:: ASSIGNED TASK ::
This exercise calls for the records to be repeated in full, exactly as written.

Stored data entries:
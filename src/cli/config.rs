// config.rs - Configuration file support

use crate::data::loaders::ColumnOverrides;
use serde::{Deserialize, Serialize};
use std::fs;
use std::path::Path;

#[derive(Debug, Clone, Default, Deserialize, Serialize)]
pub struct Config {
    // Input/Output
    pub observations: Option<String>,
    pub output_prefix: Option<String>,
    pub format: Option<String>,
    pub column_style: Option<String>,
    pub delimiter: Option<String>,

    // Cleaning
    pub locality: Option<String>,
    pub year_min: Option<i32>,
    pub year_max: Option<i32>,
    pub protocols: Option<Vec<String>>,
    pub min_duration: Option<f64>,
    pub max_duration: Option<f64>,
    pub max_distance: Option<f64>,
    pub trim_pct: Option<f64>,
    pub no_trim_variant: Option<bool>,
    pub group_pattern: Option<String>,

    // Metric engines
    pub accum_permutations: Option<usize>,
    pub similarity_permutations: Option<usize>,
    pub bootstrap_reps: Option<usize>,
    pub estimator: Option<String>,
    pub dissimilarity: Option<String>,
    pub diversity_index: Option<String>,
    pub disjoint_groups: Option<bool>,
    pub thresholds: Option<Vec<f64>>,
    pub seed: Option<u64>,

    // Performance
    pub threads: Option<usize>,

    // Flags
    pub dry_run: Option<bool>,

    /// Header overrides, `[columns]` table
    pub columns: Option<ColumnOverrides>,
}

impl Config {
    /// Create a new empty configuration
    pub fn new() -> Self {
        Self::default()
    }

    /// Load configuration from TOML file
    pub fn from_file<P: AsRef<Path>>(path: P) -> Result<Self, String> {
        let path = path.as_ref();
        let content = fs::read_to_string(path)
            .map_err(|e| format!("Failed to read config file '{}': {}", path.display(), e))?;

        let config: Config = toml::from_str(&content)
            .map_err(|e| format!("Failed to parse config file '{}': {}", path.display(), e))?;

        println!("📄 Loaded configuration from: {}", path.display());
        Ok(config)
    }

    /// Save configuration to TOML file
    pub fn to_file<P: AsRef<Path>>(&self, path: P) -> Result<(), String> {
        let path = path.as_ref();
        let content = toml::to_string_pretty(self)
            .map_err(|e| format!("Failed to serialize config: {}", e))?;

        fs::write(path, content)
            .map_err(|e| format!("Failed to write config file '{}': {}", path.display(), e))?;

        println!("📄 Saved configuration to: {}", path.display());
        Ok(())
    }

    /// Generate a sample configuration file with comments
    pub fn generate_sample() -> String {
        r#"# birdeffort.toml - Configuration file for birdeffort
# Command line arguments will override these settings

# =============================================================================
# INPUT/OUTPUT
# =============================================================================

# Observation table exported from eBird (.csv or tab-delimited .txt/.tsv)
observations = "/path/to/ebd_observations.txt"

# Prefix for <prefix>_<variant>_<table>.<format> and <prefix>_summary.json
output_prefix = "results/park"

# Output format: tsv, csv
format = "tsv"

# Header naming style: underscore (sampling_event_identifier) or dotted (SAMPLING.EVENT.IDENTIFIER)
column_style = "underscore"

# Input delimiter: tab, comma (omit to pick from the file extension)
# delimiter = "tab"

# =============================================================================
# CLEANING
# =============================================================================

# Locality identifier to analyse
locality = "L123456"

# Inclusive year window
year_min = 2015
year_max = 2019

# Allowed protocol types, matched whole and ignoring case.
# Older eBird exports use the long names instead:
# protocols = ["eBird - Traveling Count", "eBird - Stationary Count", "eBird - Exhaustive Area Count"]
protocols = ["Traveling", "Stationary", "Area"]

# Checklist duration bounds in minutes (inclusive)
min_duration = 5.0
max_duration = 240.0

# Maximum effort distance in km (checklists without a distance pass,
# non-numeric distances such as "25 km" are dropped)
max_distance = 10.0

# Species on fewer than this percentage of a locality's checklists are trimmed
trim_pct = 5.0

# Skip the rare-species-trimmed variant
no_trim_variant = false

# Group identifiers must match this regex to be deduplicated
# group_pattern = "^G\\d+$"

# =============================================================================
# METRIC ENGINES
# =============================================================================

accum_permutations = 1000
similarity_permutations = 1000
bootstrap_reps = 1000

# Species pool estimator: chao, jack1, jack2, bootstrap
estimator = "chao"

# Dissimilarity index: bray, jaccard
dissimilarity = "bray"

# Diversity index: shannon, simpson, invsimpson
diversity_index = "shannon"

# Draw non-overlapping similarity groups (sample sizes up to N/2)
disjoint_groups = false

# Cumulative-percentage thresholds
thresholds = [70.0, 80.0, 90.0]

# Random seed
seed = 42

# =============================================================================
# PERFORMANCE
# =============================================================================

# Number of threads (omit for auto-detection)
threads = 8

# =============================================================================
# FLAGS
# =============================================================================

# Validate inputs and report cleaning without running the metric engines
dry_run = false

# =============================================================================
# COLUMN OVERRIDES
# =============================================================================

# Header names for individual columns, applied on top of column_style
# [columns]
# checklist_id = "SAMPLING EVENT IDENTIFIER"
# count = "OBSERVATION COUNT"
"#
        .to_string()
    }
}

:: ANSWER TO THIS PROBLEM ::
filename src/cli/config.rs
// config.rs - Configuration file support

use crate::data::loaders::ColumnOverrides;
use serde::{Deserialize, Serialize};
use std::fs;
use std::path::Path;

#[derive(Debug, Clone, Default, Deserialize, Serialize)]
pub struct Config {
    // Input/Output
    pub observations: Option<String>,
    pub output_prefix: Option<String>,
    pub format: Option<String>,
    pub column_style: Option<String>,
    pub delimiter: Option<String>,

    // Cleaning
    pub locality: Option<String>,
    pub year_min: Option<i32>,
    pub year_max: Option<i32>,
    pub protocols: Option<Vec<String>>,
    pub min_duration: Option<f64>,
    pub max_duration: Option<f64>,
    pub max_distance: Option<f64>,
    pub trim_pct: Option<f64>,
    pub no_trim_variant: Option<bool>,
    pub group_pattern: Option<String>,

    // Metric engines
    pub accum_permutations: Option<usize>,
    pub similarity_permutations: Option<usize>,
    pub bootstrap_reps: Option<usize>,
    pub estimator: Option<String>,
    pub dissimilarity: Option<String>,
    pub diversity_index: Option<String>,
    pub disjoint_groups: Option<bool>,
    pub thresholds: Option<Vec<f64>>,
    pub seed: Option<u64>,

    // Performance
    pub threads: Option<usize>,

    // Flags
    pub dry_run: Option<bool>,

    /// Header overrides, `[columns]` table
    pub columns: Option<ColumnOverrides>,
}

impl Config {
    /// Create a new empty configuration
    pub fn new() -> Self {
        Self::default()
    }

    /// Load configuration from TOML file
    pub fn from_file<P: AsRef<Path>>(path: P) -> Result<Self, String> {
        let path = path.as_ref();
        let content = fs::read_to_string(path)
            .map_err(|e| format!("Failed to read config file '{}': {}", path.display(), e))?;

        let config: Config = toml::from_str(&content)
            .map_err(|e| format!("Failed to parse config file '{}': {}", path.display(), e))?;

        println!("📄 Loaded configuration from: {}", path.display());
        Ok(config)
    }

    /// Save configuration to TOML file
    pub fn to_file<P: AsRef<Path>>(&self, path: P) -> Result<(), String> {
        let path = path.as_ref();
        let content = toml::to_string_pretty(self)
            .map_err(|e| format!("Failed to serialize config: {}", e))?;

        fs::write(path, content)
            .map_err(|e| format!("Failed to write config file '{}': {}", path.display(), e))?;

        println!("📄 Saved configuration to: {}", path.display());
        Ok(())
    }

    /// Generate a sample configuration file with comments
    pub fn generate_sample() -> String {
        r#"# birdeffort.toml - Configuration file for birdeffort
# Command line arguments will override these settings

# =============================================================================
# INPUT/OUTPUT
# =============================================================================

# Observation table exported from eBird (.csv or tab-delimited .txt/.tsv)
observations = "/path/to/ebd_observations.txt"

# Prefix for <prefix>_<variant>_<table>.<format> and <prefix>_summary.json
output_prefix = "results/park"

# Output format: tsv, csv
format = "tsv"

# Header naming style: underscore (sampling_event_identifier) or dotted (SAMPLING.EVENT.IDENTIFIER)
column_style = "underscore"

# Input delimiter: tab, comma (omit to pick from the file extension)
# delimiter = "tab"

# =============================================================================
# CLEANING
# =============================================================================

# Locality identifier to analyse
locality = "L123456"

# Inclusive year window
year_min = 2015
year_max = 2019

# Allowed protocol types, matched whole and ignoring case.
# Older eBird exports use the long names instead:
# protocols = ["eBird - Traveling Count", "eBird - Stationary Count", "eBird - Exhaustive Area Count"]
protocols = ["Traveling", "Stationary", "Area"]

# Checklist duration bounds in minutes (inclusive)
min_duration = 5.0
max_duration = 240.0

# Maximum effort distance in km (checklists without a distance pass,
# non-numeric distances such as "25 km" are dropped)
max_distance = 10.0

# Species on fewer than this percentage of a locality's checklists are trimmed
trim_pct = 5.0

# Skip the rare-species-trimmed variant
no_trim_variant = false

# Group identifiers must match this regex to be deduplicated
# group_pattern = "^G\\d+$"

# =============================================================================
# METRIC ENGINES
# =============================================================================

accum_permutations = 1000
similarity_permutations = 1000
bootstrap_reps = 1000

# Species pool estimator: chao, jack1, jack2, bootstrap
estimator = "chao"

# Dissimilarity index: bray, jaccard
dissimilarity = "bray"

# Diversity index: shannon, simpson, invsimpson
diversity_index = "shannon"

# Draw non-overlapping similarity groups (sample sizes up to N/2)
disjoint_groups = false

# Cumulative-percentage thresholds
thresholds = [70.0, 80.0, 90.0]

# Random seed
seed = 42

# =============================================================================
# PERFORMANCE
# =============================================================================

# Number of threads (omit for auto-detection)
threads = 8

# =============================================================================
# FLAGS
# =============================================================================

# Validate inputs and report cleaning without running the metric engines
dry_run = false

# =============================================================================
# COLUMN OVERRIDES
# =============================================================================

# Header names for individual columns, applied on top of column_style
# [columns]
# checklist_id = "SAMPLING EVENT IDENTIFIER"
# count = "OBSERVATION COUNT"
"#
        .to_string()
    }
}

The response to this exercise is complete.